Differential Equation

A differential equation is a mathematical equation that relates some function with its derivatives. In the context of the given exercise, we're dealing with an autonomous type of differential equation, which is identified by the form
\( y'(t) = f(y) \).
The term autonomous means that the rate of change of the function \( y(t) \) depends only on its current value and not explicitly on the independent variable, which in this case is time \( t \).

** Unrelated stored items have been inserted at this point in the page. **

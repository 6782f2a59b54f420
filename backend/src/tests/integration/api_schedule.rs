use axum::{
    body::Body,
    http::{Request, StatusCode},
    Router,
};
use serde_json::{json, Value};
use std::sync::Arc;
use tower::ServiceExt;

use crate::handlers;
use crate::store::MemoryStore;
use crate::tests::fixtures::*;
use crate::AppState;

// Helper function to create the app over the sample data on a fixed Monday
async fn create_test_app() -> (Router, Arc<MemoryStore>) {
    let store = Arc::new(MemoryStore::with_sample_data().await);
    let scheduler = service_on(store.clone(), monday());
    let app = handlers::app(Arc::new(AppState {
        scheduler: Arc::new(scheduler),
    }));
    (app, store)
}

async fn customer_named(store: &MemoryStore, name: &str) -> i64 {
    use crate::store::SchedulingStore;
    store
        .customers()
        .await
        .unwrap()
        .into_iter()
        .find(|c| c.name == name)
        .unwrap()
        .id
}

async fn send(app: &Router, method: &str, uri: &str, body: Option<Value>) -> (StatusCode, Value) {
    let builder = Request::builder().uri(uri).method(method);
    let request = match body {
        Some(body) => builder
            .header("content-type", "application/json")
            .body(Body::from(body.to_string()))
            .unwrap(),
        None => builder.body(Body::empty()).unwrap(),
    };

    let response = app.clone().oneshot(request).await.unwrap();
    let status = response.status();
    let bytes = axum::body::to_bytes(response.into_body(), usize::MAX).await.unwrap();
    let value = if bytes.is_empty() {
        Value::Null
    } else {
        serde_json::from_slice(&bytes).unwrap()
    };
    (status, value)
}

#[tokio::test]
async fn test_health_endpoint() {
    let (app, _) = create_test_app().await;

    let (status, body) = send(&app, "GET", "/health", None).await;

    assert_eq!(status, StatusCode::OK);
    assert_eq!(body["status"], "healthy");
}

#[tokio::test]
async fn test_schedule_job_endpoint() {
    let (app, store) = create_test_app().await;
    let john = customer_named(&store, "John Smith").await;

    let (status, body) = send(
        &app,
        "POST",
        "/api/v1/schedule/jobs",
        Some(json!({"customer_id": john, "job_type": "maintenance", "notes": "Annual tune-up"})),
    )
    .await;

    assert_eq!(status, StatusCode::CREATED);
    assert_eq!(body["scheduled_date"], "2024-03-04");
    assert_eq!(body["scheduled_time"], "08:00:00");
    assert_eq!(body["estimated_duration"], 90);
    assert_eq!(body["status"], "scheduled");
    assert_eq!(body["priority"], 3);
    assert_eq!(body["customer_name"], "John Smith");
    assert_eq!(body["technician_name"], "Bob Martinez");
    assert_eq!(store.job_count().await, 1);
}

#[tokio::test]
async fn test_schedule_job_rejects_bad_priority() {
    let (app, store) = create_test_app().await;
    let john = customer_named(&store, "John Smith").await;

    let (status, body) = send(
        &app,
        "POST",
        "/api/v1/schedule/jobs",
        Some(json!({"customer_id": john, "job_type": "repair", "priority": 9})),
    )
    .await;

    assert_eq!(status, StatusCode::UNPROCESSABLE_ENTITY);
    assert_eq!(body["code"], "VALIDATION_ERROR");
    assert!(body["details"]["priority"].is_array());
    assert_eq!(store.job_count().await, 0);
}

#[tokio::test]
async fn test_schedule_job_on_saturday_has_no_slot() {
    let (app, store) = create_test_app().await;
    let sarah = customer_named(&store, "Sarah Johnson").await;

    let (status, body) = send(
        &app,
        "POST",
        "/api/v1/schedule/jobs",
        Some(json!({"customer_id": sarah, "job_type": "repair", "preferred_date": "2024-03-09"})),
    )
    .await;

    assert_eq!(status, StatusCode::BAD_REQUEST);
    assert_eq!(body["code"], "NO_AVAILABLE_SLOT");
    assert_eq!(store.job_count().await, 0);
}

#[tokio::test]
async fn test_schedule_job_for_unknown_customer() {
    let (app, _) = create_test_app().await;

    let (status, body) = send(
        &app,
        "POST",
        "/api/v1/schedule/jobs",
        Some(json!({"customer_id": 4242, "job_type": "repair"})),
    )
    .await;

    assert_eq!(status, StatusCode::NOT_FOUND);
    assert_eq!(body["code"], "CUSTOMER_NOT_FOUND");
}

#[tokio::test]
async fn test_list_jobs_by_date() {
    let (app, store) = create_test_app().await;
    let sarah = customer_named(&store, "Sarah Johnson").await;

    for _ in 0..2 {
        let (status, _) = send(
            &app,
            "POST",
            "/api/v1/schedule/jobs",
            Some(json!({"customer_id": sarah, "job_type": "electrical"})),
        )
        .await;
        assert_eq!(status, StatusCode::CREATED);
    }

    let (status, body) = send(&app, "GET", "/api/v1/schedule/jobs?date=2024-03-04", None).await;
    assert_eq!(status, StatusCode::OK);
    let jobs = body.as_array().unwrap();
    assert_eq!(jobs.len(), 2);
    // Sarah prefers afternoons and only Lisa does electrical work
    assert_eq!(jobs[0]["scheduled_time"], "13:00:00");
    assert_eq!(jobs[1]["scheduled_time"], "15:30:00");
    assert!(jobs.iter().all(|j| j["technician_name"] == "Lisa Chen"));

    // Defaults to the clock's today
    let (_, today) = send(&app, "GET", "/api/v1/schedule/jobs", None).await;
    assert_eq!(today.as_array().unwrap().len(), 2);

    let (_, empty) = send(&app, "GET", "/api/v1/schedule/jobs?date=2024-03-05", None).await;
    assert!(empty.as_array().unwrap().is_empty());
}

#[tokio::test]
async fn test_availability_endpoint() {
    let (app, _) = create_test_app().await;

    let (status, body) = send(
        &app,
        "GET",
        "/api/v1/schedule/availability?date=2024-03-04&job_type=installation",
        None,
    )
    .await;

    assert_eq!(status, StatusCode::OK);
    assert_eq!(body["duration_minutes"], 180);
    let slots = body["slots"].as_array().unwrap();
    assert_eq!(slots[0]["time"], "08:00:00");
    assert_eq!(slots.last().unwrap()["time"], "15:00:00");
}

#[tokio::test]
async fn test_customer_and_technician_lists() {
    let (app, _) = create_test_app().await;

    let (status, customers) = send(&app, "GET", "/api/v1/schedule/customers", None).await;
    assert_eq!(status, StatusCode::OK);
    assert_eq!(customers[0]["name"], "John Smith");
    assert_eq!(customers[1]["name"], "Sarah Johnson");

    let (status, technicians) = send(&app, "GET", "/api/v1/schedule/technicians", None).await;
    assert_eq!(status, StatusCode::OK);
    assert_eq!(technicians[0]["name"], "Bob Martinez");
    assert_eq!(technicians[1]["name"], "Lisa Chen");
}

#[tokio::test]
async fn test_complete_and_cancel_lifecycle() {
    let (app, store) = create_test_app().await;
    let john = customer_named(&store, "John Smith").await;

    let (_, first) = send(
        &app,
        "POST",
        "/api/v1/schedule/jobs",
        Some(json!({"customer_id": john, "job_type": "repair"})),
    )
    .await;
    let (_, second) = send(
        &app,
        "POST",
        "/api/v1/schedule/jobs",
        Some(json!({"customer_id": john, "job_type": "repair"})),
    )
    .await;
    let first_id = first["id"].as_i64().unwrap();
    let second_id = second["id"].as_i64().unwrap();

    let (status, body) = send(
        &app,
        "POST",
        &format!("/api/v1/jobs/{}/complete", first_id),
        Some(json!({"job_value": -5})),
    )
    .await;
    assert_eq!(status, StatusCode::UNPROCESSABLE_ENTITY);
    assert_eq!(body["code"], "VALIDATION_ERROR");

    let (status, _) = send(
        &app,
        "POST",
        &format!("/api/v1/jobs/{}/complete", first_id),
        Some(json!({"job_value": 325.5})),
    )
    .await;
    assert_eq!(status, StatusCode::NO_CONTENT);

    let (status, body) = send(&app, "POST", &format!("/api/v1/jobs/{}/cancel", first_id), None).await;
    assert_eq!(status, StatusCode::CONFLICT);
    assert_eq!(body["code"], "CONFLICT");

    let (status, _) = send(&app, "POST", &format!("/api/v1/jobs/{}/cancel", second_id), None).await;
    assert_eq!(status, StatusCode::NO_CONTENT);

    let (status, body) = send(&app, "POST", "/api/v1/jobs/99999/cancel", None).await;
    assert_eq!(status, StatusCode::NOT_FOUND);
    assert_eq!(body["code"], "NOT_FOUND");

    let (status, kpis) = send(&app, "GET", "/api/v1/dashboard", None).await;
    assert_eq!(status, StatusCode::OK);
    assert_eq!(kpis["jobs_today"], 2);
    assert_eq!(kpis["open_invoices"], 1);
}
//! Job-type lookup tables.
//!
//! Duration and required-skill data are plain values keyed by [`JobType`],
//! with a fallback entry for anything not listed explicitly.

use hvacpro_shared::JobType;
use std::collections::{BTreeSet, HashMap};

#[derive(Debug, Clone, PartialEq)]
pub struct JobTypeTable<V> {
    entries: HashMap<JobType, V>,
    fallback: V,
}

impl<V> JobTypeTable<V> {
    pub fn new(fallback: V) -> Self {
        Self {
            entries: HashMap::new(),
            fallback,
        }
    }

    pub fn with(mut self, job_type: JobType, value: V) -> Self {
        self.entries.insert(job_type, value);
        self
    }

    pub fn get(&self, job_type: JobType) -> &V {
        self.entries.get(&job_type).unwrap_or(&self.fallback)
    }
}

/// Estimated duration in minutes.
pub type DurationTable = JobTypeTable<u32>;

/// Skills of which a technician needs at least one.
pub type SkillTable = JobTypeTable<BTreeSet<String>>;

pub fn standard_durations() -> DurationTable {
    JobTypeTable::new(120)
        .with(JobType::Maintenance, 90)
        .with(JobType::Repair, 120)
        .with(JobType::Installation, 180)
        .with(JobType::Electrical, 150)
}

pub fn standard_skills() -> SkillTable {
    let field = skill_set(&["residential", "commercial"]);

    JobTypeTable::new(skill_set(&["residential"]))
        .with(JobType::Maintenance, field.clone())
        .with(JobType::Repair, field.clone())
        .with(JobType::Installation, field)
        .with(JobType::Electrical, skill_set(&["electrical"]))
}

pub fn skill_set(skills: &[&str]) -> BTreeSet<String> {
    skills.iter().map(|s| s.to_string()).collect()
}
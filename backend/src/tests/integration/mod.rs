pub mod api_schedule;
pub mod pg_store;
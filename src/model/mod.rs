//! Object model produced by the parser.
//!
//! Everything here is plain data: the builder owns all mutation while a unit
//! is being parsed, and a finished `SourceUnit` is read-only.

pub mod annotation;
pub mod builder;
pub mod class;
pub mod doc;
pub mod package;
pub mod printer;
pub mod resolve;
pub mod types;

pub use annotation::{AnnotationElement, AnnotationValue, BinaryExpression, BinaryOperator, Constant, FieldRef, JavaAnnotation};
pub use builder::{BuildError, ModelBuilder, SourceUnit};
pub use class::{ClassKind, JavaClass, JavaField, JavaMethod, JavaParameter, Modifier};
pub use doc::{DocComment, DocletTag};
pub use package::{Import, JavaPackage};
pub use resolve::TypeResolver;
pub use types::{BoundKind, TypeArg, TypeBinding, TypeParam, TypeRef};
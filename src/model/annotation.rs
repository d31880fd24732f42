use super::{TypeBinding, TypeRef};
use crate::consts::DEFAULT_ELEMENT_NAME;

/// A literal value exactly as typed by its suffix or prefix
#[derive(Debug, Clone, PartialEq)]
pub enum Constant {
    Int(i32),
    Long(i64),
    Float(f32),
    Double(f64),
    Char(char),
    Boolean(bool),
    String(String),
}

impl Constant {
    /// Java name of the constant's type
    pub fn type_name(&self) -> &'static str {
        match self {
            Constant::Int(_) => "int",
            Constant::Long(_) => "long",
            Constant::Float(_) => "float",
            Constant::Double(_) => "double",
            Constant::Char(_) => "char",
            Constant::Boolean(_) => "boolean",
            Constant::String(_) => "java.lang.String",
        }
    }

    pub fn is_numeric(&self) -> bool {
        matches!(self, Constant::Int(_) | Constant::Long(_) | Constant::Float(_) | Constant::Double(_))
    }

    /// Arithmetic negation; `None` for non-numeric constants
    pub fn negate(&self) -> Option<Constant> {
        match self {
            Constant::Int(v) => Some(Constant::Int(v.wrapping_neg())),
            Constant::Long(v) => Some(Constant::Long(v.wrapping_neg())),
            Constant::Float(v) => Some(Constant::Float(-v)),
            Constant::Double(v) => Some(Constant::Double(-v)),
            _ => None,
        }
    }
}

/// Reference to a static field used as a value, e.g. `java.lang.Math.E`.
///
/// The split is purely syntactic: everything before the last dot is the
/// class part. The field itself is never evaluated.
#[derive(Debug, Clone, PartialEq)]
pub struct FieldRef {
    pub class_part: Option<String>,
    pub field_part: String,
    /// Binding of the class part (or of the implied class for bare names)
    pub class_binding: TypeBinding,
}

impl FieldRef {
    pub fn new(class_part: Option<String>, field_part: impl Into<String>) -> Self {
        Self {
            class_part,
            field_part: field_part.into(),
            class_binding: TypeBinding::Pending,
        }
    }

    /// Split a dotted name at its last dot
    pub fn from_qualified(name: &str) -> Self {
        match name.rsplit_once('.') {
            Some((class_part, field_part)) => Self::new(Some(class_part.to_string()), field_part),
            None => Self::new(None, name),
        }
    }

    pub fn class_part(&self) -> Option<&str> {
        self.class_part.as_deref()
    }

    pub fn field_part(&self) -> &str {
        &self.field_part
    }

    /// Full dotted name as written
    pub fn name(&self) -> String {
        match &self.class_part {
            Some(class_part) => format!("{}.{}", class_part, self.field_part),
            None => self.field_part.clone(),
        }
    }
}

#[derive(Debug, Clone, Copy, PartialEq, Eq)]
pub enum BinaryOperator {
    Add,
}

impl BinaryOperator {
    pub fn symbol(&self) -> &'static str {
        match self {
            BinaryOperator::Add => "+",
        }
    }
}

/// Unevaluated expression tree; operands keep their own types
#[derive(Debug, Clone, PartialEq)]
pub struct BinaryExpression {
    pub operator: BinaryOperator,
    pub left: Box<AnnotationValue>,
    pub right: Box<AnnotationValue>,
}

impl BinaryExpression {
    pub fn new(operator: BinaryOperator, left: AnnotationValue, right: AnnotationValue) -> Self {
        Self {
            operator,
            left: Box::new(left),
            right: Box::new(right),
        }
    }
}

/// Right-hand side of an annotation element
#[derive(Debug, Clone, PartialEq)]
pub enum AnnotationValue {
    Constant(Constant),
    ValueList(Vec<AnnotationValue>),
    NestedAnnotation(Box<JavaAnnotation>),
    FieldRef(FieldRef),
    /// Class-literal: `int.class`, `java.util.Set.class`
    TypeRef(TypeRef),
    BinaryExpression(BinaryExpression),
}

impl AnnotationValue {
    pub fn as_constant(&self) -> Option<&Constant> {
        match self {
            AnnotationValue::Constant(c) => Some(c),
            _ => None,
        }
    }

    pub fn as_list(&self) -> Option<&[AnnotationValue]> {
        match self {
            AnnotationValue::ValueList(values) => Some(values),
            _ => None,
        }
    }

    pub fn as_annotation(&self) -> Option<&JavaAnnotation> {
        match self {
            AnnotationValue::NestedAnnotation(a) => Some(a),
            _ => None,
        }
    }

    pub fn as_field_ref(&self) -> Option<&FieldRef> {
        match self {
            AnnotationValue::FieldRef(r) => Some(r),
            _ => None,
        }
    }

    pub fn as_type_ref(&self) -> Option<&TypeRef> {
        match self {
            AnnotationValue::TypeRef(t) => Some(t),
            _ => None,
        }
    }

    pub fn as_binary(&self) -> Option<&BinaryExpression> {
        match self {
            AnnotationValue::BinaryExpression(e) => Some(e),
            _ => None,
        }
    }
}

/// One `name = value` pair inside annotation parentheses
#[derive(Debug, Clone, PartialEq)]
pub struct AnnotationElement {
    pub name: String,
    pub value: AnnotationValue,
}

#[derive(Debug, Clone, PartialEq)]
pub struct JavaAnnotation {
    pub type_ref: TypeRef,
    /// Source order; names are unique
    pub elements: Vec<AnnotationElement>,
    pub line_number: usize,
}

impl JavaAnnotation {
    pub fn new(type_ref: TypeRef, line_number: usize) -> Self {
        Self {
            type_ref,
            elements: Vec::new(),
            line_number,
        }
    }

    pub fn type_ref(&self) -> &TypeRef {
        &self.type_ref
    }

    /// Value of an element; the implicit single element is keyed `"value"`
    pub fn property(&self, name: &str) -> Option<&AnnotationValue> {
        self.elements.iter().find(|e| e.name == name).map(|e| &e.value)
    }

    pub fn value(&self) -> Option<&AnnotationValue> {
        self.property(DEFAULT_ELEMENT_NAME)
    }

    pub fn property_names(&self) -> impl Iterator<Item = &str> {
        self.elements.iter().map(|e| e.name.as_str())
    }

    pub fn has_property(&self, name: &str) -> bool {
        self.elements.iter().any(|e| e.name == name)
    }

    pub fn len(&self) -> usize {
        self.elements.len()
    }

    pub fn is_empty(&self) -> bool {
        self.elements.is_empty()
    }
}
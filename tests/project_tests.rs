use std::fs;
use std::path::Path;
use std::sync::Arc;
use std::thread;

use javamodel::{AnnotationValue, Config, Error, JavaProject};
use tempfile::TempDir;

fn write(root: &Path, relative: &str, contents: &str) {
    let path = root.join(relative);
    if let Some(parent) = path.parent() {
        fs::create_dir_all(parent).expect("create source dir");
    }
    fs::write(path, contents).expect("write source file");
}

#[test]
fn lookups_across_units() {
    let project = JavaProject::new(Config::default());
    project
        .add_named_source("Marker.java", "package a; public @interface Marker { int value() default 0; }")
        .expect("Failed to parse");
    project
        .add_named_source(
            "Holder.java",
            "package a; public class Holder { public static final int SIZE = 4; static class Inner {} }",
        )
        .expect("Failed to parse");
    project
        .add_named_source(
            "User.java",
            "package b;\nimport a.Marker;\nimport a.*;\n@Marker(Holder.SIZE)\npublic class User extends Holder { Holder.Inner inner; }",
        )
        .expect("Failed to parse");

    assert_eq!(project.units().len(), 3);
    assert_eq!(project.classes().len(), 4);
    assert!(project.class_by_name("a.Holder.Inner").is_some());

    let user = project.class_by_name("b.User").expect("User");
    let annotation = &user.annotations[0];
    let marker = project.resolve_annotation_type(annotation).expect("annotation type");
    assert_eq!(marker.fully_qualified_name(), "a.Marker");
    assert!(marker.is_annotation());

    let superclass = user.superclass.as_ref().expect("superclass");
    assert_eq!(
        project.resolve_type(superclass).map(|c| c.fully_qualified_name.clone()).as_deref(),
        Some("a.Holder")
    );

    let inner_type = &user.fields[0].type_ref;
    assert_eq!(
        project.resolve_type(inner_type).map(|c| c.fully_qualified_name.clone()).as_deref(),
        Some("a.Holder.Inner")
    );

    let size = annotation.value().and_then(AnnotationValue::as_field_ref).expect("field reference");
    let declaring = project.resolve_field_ref(size).expect("declaring class");
    assert_eq!(declaring.fully_qualified_name(), "a.Holder");
}

#[test]
fn unresolvable_names_stay_unresolved() {
    let project = JavaProject::new(Config::default());
    project
        .add_source("package c; @Missing(Missing.NOPE) class C { java.util.List<String> list; }")
        .expect("Failed to parse");
    let class = project.class_by_name("c.C").expect("class");
    assert!(project.resolve_annotation_type(&class.annotations[0]).is_none());
    assert!(project.resolve_type(&class.fields[0].type_ref).is_none());

    let field_ref = class.annotations[0]
        .value()
        .and_then(AnnotationValue::as_field_ref)
        .expect("field reference");
    assert!(project.resolve_field_ref(field_ref).is_none());
}

#[test]
fn field_ref_needs_the_field_to_exist() {
    let project = JavaProject::new(Config::default());
    project
        .add_source("package d; class K { static final int A = 1; }")
        .expect("Failed to parse");
    let unit = project
        .add_source("package d; @X(K.B) class L {}")
        .expect("Failed to parse");
    let field_ref = unit.classes[0].annotations[0]
        .value()
        .and_then(AnnotationValue::as_field_ref)
        .expect("field reference");
    assert!(project.resolve_field_ref(field_ref).is_none());
}

#[test]
fn concurrent_merges_are_serialized() {
    let project = Arc::new(JavaProject::new(Config::default()));
    let handles: Vec<_> = (0..8)
        .map(|t| {
            let project = Arc::clone(&project);
            thread::spawn(move || {
                for i in 0..10 {
                    let source = format!(
                        "package p{t};\nclass C{i} {{ class Nested {{}} int f{i}; }}\nclass D{i} {{}}",
                        t = t,
                        i = i
                    );
                    project.add_source(&source).expect("Failed to parse");
                    // Every visible unit is visible whole
                    for unit in project.units() {
                        for class in unit.all_classes() {
                            assert!(project.class_by_name(&class.fully_qualified_name).is_some());
                        }
                    }
                }
            })
        })
        .collect();

    for handle in handles {
        handle.join().expect("worker thread");
    }

    assert_eq!(project.units().len(), 80);
    assert_eq!(project.classes().len(), 240);
    assert_eq!(project.packages().len(), 8);
    assert_eq!(project.classes_in_package("p3").len(), 30);
}

#[test]
fn source_tree_is_walked_in_path_order() {
    let dir = TempDir::new().expect("temp dir");
    write(dir.path(), "com/acme/B.java", "package com.acme;\npublic class B {}");
    write(dir.path(), "com/acme/A.java", "package com.acme;\npublic class A extends B {}");
    write(dir.path(), "com/acme/package-info.java", "@Deprecated\npackage com.acme;");
    write(dir.path(), "com/acme/notes.txt", "not java");
    write(dir.path(), "com/acme/broken/Bad.java", "package com.acme.broken;\nclass Bad { String s = \"open; }");
    write(dir.path(), "com/acme/partial/Half.java", "package com.acme.partial;\nclass Half { int 1; int ok; }");

    let project = JavaProject::new(Config::default());
    let report = project.add_source_tree(dir.path()).expect("walk source tree");

    assert_eq!(report.merged.len(), 4);
    assert_eq!(report.failed.len(), 1);
    assert!(report.failed[0].0.ends_with("com/acme/broken/Bad.java"));
    assert!(matches!(report.failed[0].1, Error::Parse(_)));

    let names: Vec<String> = report
        .merged
        .iter()
        .filter_map(|u| u.name.clone())
        .map(|n| Path::new(&n).file_name().map(|f| f.to_string_lossy().into_owned()).unwrap_or_default())
        .collect();
    assert_eq!(names, vec!["A.java", "B.java", "package-info.java", "Half.java"]);

    assert_eq!(project.classes_in_package("com.acme").len(), 2);
    assert_eq!(project.package("com.acme").expect("package").annotations().len(), 1);
    assert_eq!(project.partial_units().len(), 1);
    assert!(project.class_by_name("com.acme.broken.Bad").is_none());
}

#[test]
fn missing_source_tree_is_an_io_error() {
    let dir = TempDir::new().expect("temp dir");
    let project = JavaProject::new(Config::default());
    let err = project.add_source_tree(dir.path().join("absent")).unwrap_err();
    assert!(matches!(err, Error::Io(_)));
}
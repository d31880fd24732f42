//! Parser configuration.
//!
//! Defaults suit most callers; `Config::from_env` lets test harnesses and
//! tools flip the recovery policy or debug tracing without code changes.

use crate::consts::{DEFAULT_MAX_ERRORS, DEFAULT_MAX_NESTING_DEPTH};
use crate::error::{Error, Result};

/// What the grammar parser does after a syntax error
#[derive(Debug, Clone, Copy, PartialEq, Eq, Default)]
pub enum RecoveryPolicy {
    /// The first error aborts the unit; nothing is produced
    Abort,
    /// Skip the failing declaration, record a diagnostic, keep going
    #[default]
    SkipDeclaration,
}

impl std::str::FromStr for RecoveryPolicy {
    type Err = Error;

    fn from_str(s: &str) -> Result<Self> {
        match s.trim().to_ascii_lowercase().as_str() {
            "abort" => Ok(RecoveryPolicy::Abort),
            "skip" | "skip-declaration" => Ok(RecoveryPolicy::SkipDeclaration),
            other => Err(Error::config_error(format!("unknown recovery policy '{}'", other))),
        }
    }
}

#[derive(Debug, Clone)]
pub struct Config {
    pub recovery: RecoveryPolicy,
    /// Diagnostics collected before the unit is abandoned
    pub max_errors: usize,
    /// Depth bound for annotation values, type arguments and member types
    pub max_nesting_depth: usize,
    /// Trace every token produced by the lexer
    pub debug_lexer: bool,
    /// Trace every declaration recognized by the parser
    pub debug_parser: bool,
}

impl Default for Config {
    fn default() -> Self {
        Self {
            recovery: RecoveryPolicy::default(),
            max_errors: DEFAULT_MAX_ERRORS,
            max_nesting_depth: DEFAULT_MAX_NESTING_DEPTH,
            debug_lexer: false,
            debug_parser: false,
        }
    }
}

impl Config {
    pub fn new() -> Self {
        Self::default()
    }

    /// Build a configuration from `JAVAMODEL_*` environment variables
    pub fn from_env() -> Result<Self> {
        Self::from_lookup(|key| std::env::var(key).ok())
    }

    fn from_lookup<F>(lookup: F) -> Result<Self>
    where
        F: Fn(&str) -> Option<String>,
    {
        let mut config = Config::default();

        if let Some(policy) = lookup("JAVAMODEL_RECOVERY") {
            config.recovery = policy.parse()?;
        }
        if let Some(depth) = lookup("JAVAMODEL_MAX_DEPTH") {
            config.max_nesting_depth = parse_count("JAVAMODEL_MAX_DEPTH", &depth)?;
        }
        if let Some(errors) = lookup("JAVAMODEL_MAX_ERRORS") {
            config.max_errors = parse_count("JAVAMODEL_MAX_ERRORS", &errors)?;
        }
        if let Some(debug) = lookup("JAVAMODEL_DEBUG") {
            for flag in debug.split(',').map(str::trim).filter(|f| !f.is_empty()) {
                match flag {
                    "lexer" => config.debug_lexer = true,
                    "parser" => config.debug_parser = true,
                    "all" => {
                        config.debug_lexer = true;
                        config.debug_parser = true;
                    }
                    other => {
                        return Err(Error::config_error(format!("unknown debug flag '{}'", other)));
                    }
                }
            }
        }

        Ok(config)
    }

    pub fn with_recovery(mut self, recovery: RecoveryPolicy) -> Self {
        self.recovery = recovery;
        self
    }

    pub fn with_max_errors(mut self, max_errors: usize) -> Self {
        self.max_errors = max_errors;
        self
    }

    pub fn with_max_nesting_depth(mut self, depth: usize) -> Self {
        self.max_nesting_depth = depth;
        self
    }

    pub fn with_debug(mut self, lexer: bool, parser: bool) -> Self {
        self.debug_lexer = lexer;
        self.debug_parser = parser;
        self
    }
}

fn parse_count(key: &str, value: &str) -> Result<usize> {
    match value.trim().parse::<usize>() {
        Ok(n) if n > 0 => Ok(n),
        _ => Err(Error::config_error(format!("{} must be a positive integer, got '{}'", key, value))),
    }
}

Understanding differential equations is crucial because they model a multitude of phenomena in various fields such as physics, engineering, and biology. For example, they are used to model population growth, motion of particles, and changes in investment over time. The particular equation in our exercise, \( y'(t) = y(2 - y) \), models a situation where the rate of change of a quantity is proportional to both the quantity itself and the difference between the quantity and some maximum value.

Direction Field

Direction fields, also known as slope fields, are visual representations that help us understand the behavior of solutions to a differential equation without actually solving the equation. Each line segment, or arrow, in a direction field indicates the slope of the solution curve at that point.

In constructing a direction field, one typically evaluates the derivative \( y'(t) \) at several points \( (t, y) \) and draws a line segment with that slope at each point. The exercise showcases an autonomous differential equation, meaning the direction field is time-invariant; the slopes depend solely on the value of \( y \), contributing to a repeating pattern vertically along the \( t \) axis.

Direction fields make understanding the qualitative behavior of the solution straightforward. For the given equation, the direction field helps us infer that for \( y \)
between 0 and 2, the solution grows, whereas for \( y \)> 2, the solution decreases. This knowledge is helpful for predicting trends in the absence of an explicit formula for the solution.

Autonomous Equation

An autonomous equation is a type of differential equation where the rate of change of the dependent variable only depends on the dependent variable itself and not on the independent variable. In our exercise, the given autonomous equation is \( y'(t) = f(y) \)
, indicating that the slope of the tangent line to the solution curve at any point is dependent only on \( y \) and not directly on \( t \).

Autonomous equations often come into play when the process being modeled is self-governing and the rate of change is not directly dictated by time but by the state of the system. A key feature of these equations is that their equilibrium solutions are constant solutions where \( f(y_0) = 0 \). These solutions correspond to horizontal lines in the direction field. For \( y'(t) = y(2 - y) \), we have two equilibrium solutions, \( y_0 = 0 \) and \( y_0 = 2 \), meaning these are the values where the rate of change of \( y \) is zero.

Equilibrium solutions are significant because they indicate conditions under which the system remains unchanged, helping us understand the long-term behavior of the system, like whether populations stabilize or investments cease to grow.